* [Aim of the exercise]
Pull every line from the records that has the word "derive" in it.

* [The data]
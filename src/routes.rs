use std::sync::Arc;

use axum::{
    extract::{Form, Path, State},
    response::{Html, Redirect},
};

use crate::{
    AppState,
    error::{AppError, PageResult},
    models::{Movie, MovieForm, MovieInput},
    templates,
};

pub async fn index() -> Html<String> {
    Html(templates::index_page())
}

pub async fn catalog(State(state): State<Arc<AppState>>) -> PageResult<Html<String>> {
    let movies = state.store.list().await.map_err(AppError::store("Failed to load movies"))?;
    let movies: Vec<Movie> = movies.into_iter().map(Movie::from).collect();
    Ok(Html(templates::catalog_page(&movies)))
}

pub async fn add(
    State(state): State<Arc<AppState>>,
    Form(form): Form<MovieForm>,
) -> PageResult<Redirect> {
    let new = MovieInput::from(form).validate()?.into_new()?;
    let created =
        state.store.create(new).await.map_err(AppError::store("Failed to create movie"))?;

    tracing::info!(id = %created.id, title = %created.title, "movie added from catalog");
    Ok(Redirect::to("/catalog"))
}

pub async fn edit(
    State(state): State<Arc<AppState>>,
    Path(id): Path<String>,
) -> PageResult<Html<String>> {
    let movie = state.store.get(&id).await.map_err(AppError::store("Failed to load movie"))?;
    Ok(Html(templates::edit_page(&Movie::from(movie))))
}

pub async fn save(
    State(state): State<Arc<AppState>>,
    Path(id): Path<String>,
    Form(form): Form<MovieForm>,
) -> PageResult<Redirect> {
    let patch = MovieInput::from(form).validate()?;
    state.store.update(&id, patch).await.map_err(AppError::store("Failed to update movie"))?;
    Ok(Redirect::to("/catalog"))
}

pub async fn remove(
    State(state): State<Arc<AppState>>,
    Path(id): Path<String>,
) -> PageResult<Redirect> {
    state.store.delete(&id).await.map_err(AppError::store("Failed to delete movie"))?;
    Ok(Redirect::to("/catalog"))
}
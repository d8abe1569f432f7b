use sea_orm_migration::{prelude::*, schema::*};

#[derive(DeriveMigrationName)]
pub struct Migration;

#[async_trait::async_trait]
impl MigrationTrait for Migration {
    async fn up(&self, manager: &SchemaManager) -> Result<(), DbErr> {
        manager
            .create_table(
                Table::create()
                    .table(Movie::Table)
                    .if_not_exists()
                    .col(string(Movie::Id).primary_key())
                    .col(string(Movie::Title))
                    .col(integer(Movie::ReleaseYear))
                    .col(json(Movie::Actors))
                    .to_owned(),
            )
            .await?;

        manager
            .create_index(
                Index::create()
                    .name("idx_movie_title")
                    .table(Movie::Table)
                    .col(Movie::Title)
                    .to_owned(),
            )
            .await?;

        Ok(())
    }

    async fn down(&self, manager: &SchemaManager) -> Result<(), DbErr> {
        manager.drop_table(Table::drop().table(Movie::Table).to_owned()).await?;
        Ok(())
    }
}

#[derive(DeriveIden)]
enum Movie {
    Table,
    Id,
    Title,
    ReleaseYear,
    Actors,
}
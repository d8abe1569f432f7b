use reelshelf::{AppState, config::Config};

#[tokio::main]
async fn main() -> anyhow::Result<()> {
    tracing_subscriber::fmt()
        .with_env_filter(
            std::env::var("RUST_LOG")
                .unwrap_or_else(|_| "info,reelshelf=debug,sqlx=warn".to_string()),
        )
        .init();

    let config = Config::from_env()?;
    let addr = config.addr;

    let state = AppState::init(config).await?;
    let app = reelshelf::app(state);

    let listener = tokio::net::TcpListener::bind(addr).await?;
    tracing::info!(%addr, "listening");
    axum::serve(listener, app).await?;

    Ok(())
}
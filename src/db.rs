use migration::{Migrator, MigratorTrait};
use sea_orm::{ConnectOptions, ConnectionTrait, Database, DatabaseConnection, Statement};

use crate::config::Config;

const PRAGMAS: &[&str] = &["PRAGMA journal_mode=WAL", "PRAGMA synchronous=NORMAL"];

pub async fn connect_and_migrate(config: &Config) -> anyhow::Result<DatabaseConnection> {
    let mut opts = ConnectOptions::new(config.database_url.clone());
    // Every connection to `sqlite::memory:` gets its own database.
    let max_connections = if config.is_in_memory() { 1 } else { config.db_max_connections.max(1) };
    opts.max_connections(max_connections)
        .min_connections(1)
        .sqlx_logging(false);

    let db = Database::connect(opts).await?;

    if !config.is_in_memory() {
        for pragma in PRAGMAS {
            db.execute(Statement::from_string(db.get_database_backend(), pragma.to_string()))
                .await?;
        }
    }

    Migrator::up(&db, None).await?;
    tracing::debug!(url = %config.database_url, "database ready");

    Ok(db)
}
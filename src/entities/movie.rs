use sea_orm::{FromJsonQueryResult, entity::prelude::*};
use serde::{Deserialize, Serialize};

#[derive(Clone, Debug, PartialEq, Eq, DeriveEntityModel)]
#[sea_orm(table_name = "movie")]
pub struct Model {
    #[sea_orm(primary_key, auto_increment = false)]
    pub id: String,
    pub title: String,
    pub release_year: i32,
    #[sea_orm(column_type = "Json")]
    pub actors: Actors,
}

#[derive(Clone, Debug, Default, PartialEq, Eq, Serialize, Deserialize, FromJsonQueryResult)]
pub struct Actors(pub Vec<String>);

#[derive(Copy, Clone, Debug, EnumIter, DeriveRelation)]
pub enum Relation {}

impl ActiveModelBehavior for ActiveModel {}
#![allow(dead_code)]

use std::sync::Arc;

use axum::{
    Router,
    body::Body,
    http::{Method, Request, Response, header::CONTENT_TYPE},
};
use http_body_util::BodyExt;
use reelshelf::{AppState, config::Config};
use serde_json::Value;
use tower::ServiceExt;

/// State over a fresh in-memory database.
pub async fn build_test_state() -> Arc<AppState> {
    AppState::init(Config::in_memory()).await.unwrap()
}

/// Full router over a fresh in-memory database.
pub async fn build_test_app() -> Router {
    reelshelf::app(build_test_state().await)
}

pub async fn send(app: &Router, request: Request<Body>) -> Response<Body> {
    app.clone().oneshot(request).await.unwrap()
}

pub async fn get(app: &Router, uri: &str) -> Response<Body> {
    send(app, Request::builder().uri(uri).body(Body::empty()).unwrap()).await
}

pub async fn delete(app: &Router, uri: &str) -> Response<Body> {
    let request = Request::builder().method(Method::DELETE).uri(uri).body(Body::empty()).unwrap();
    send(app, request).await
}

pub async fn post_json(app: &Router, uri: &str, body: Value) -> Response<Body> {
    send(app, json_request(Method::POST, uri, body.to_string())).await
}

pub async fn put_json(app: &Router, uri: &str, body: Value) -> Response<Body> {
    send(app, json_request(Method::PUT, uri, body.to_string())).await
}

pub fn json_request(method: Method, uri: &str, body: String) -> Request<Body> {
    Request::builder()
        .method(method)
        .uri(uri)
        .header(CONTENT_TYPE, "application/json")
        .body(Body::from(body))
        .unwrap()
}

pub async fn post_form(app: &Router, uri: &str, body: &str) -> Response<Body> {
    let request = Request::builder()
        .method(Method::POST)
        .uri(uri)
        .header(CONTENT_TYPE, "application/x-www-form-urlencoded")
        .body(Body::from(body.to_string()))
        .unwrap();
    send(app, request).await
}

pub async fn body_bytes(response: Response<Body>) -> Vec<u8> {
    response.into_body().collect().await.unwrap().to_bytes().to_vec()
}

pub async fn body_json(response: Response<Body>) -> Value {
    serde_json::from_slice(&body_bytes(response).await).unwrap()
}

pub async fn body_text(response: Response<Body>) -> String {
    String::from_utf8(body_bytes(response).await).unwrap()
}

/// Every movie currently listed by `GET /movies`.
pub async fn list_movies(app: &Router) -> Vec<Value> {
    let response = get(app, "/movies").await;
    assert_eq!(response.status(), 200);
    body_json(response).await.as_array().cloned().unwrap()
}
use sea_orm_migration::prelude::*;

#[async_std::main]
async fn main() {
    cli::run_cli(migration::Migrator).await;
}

* [Exercise answer]
#[derive(DeriveMigrationName)]
#[derive(DeriveIden)]
#[derive(Clone, Debug, PartialEq, Eq, DeriveEntityModel)]
#[derive(Clone, Debug, Default, PartialEq, Eq, Serialize, Deserialize, FromJsonQueryResult)]
#[derive(Copy, Clone, Debug, EnumIter, DeriveRelation)]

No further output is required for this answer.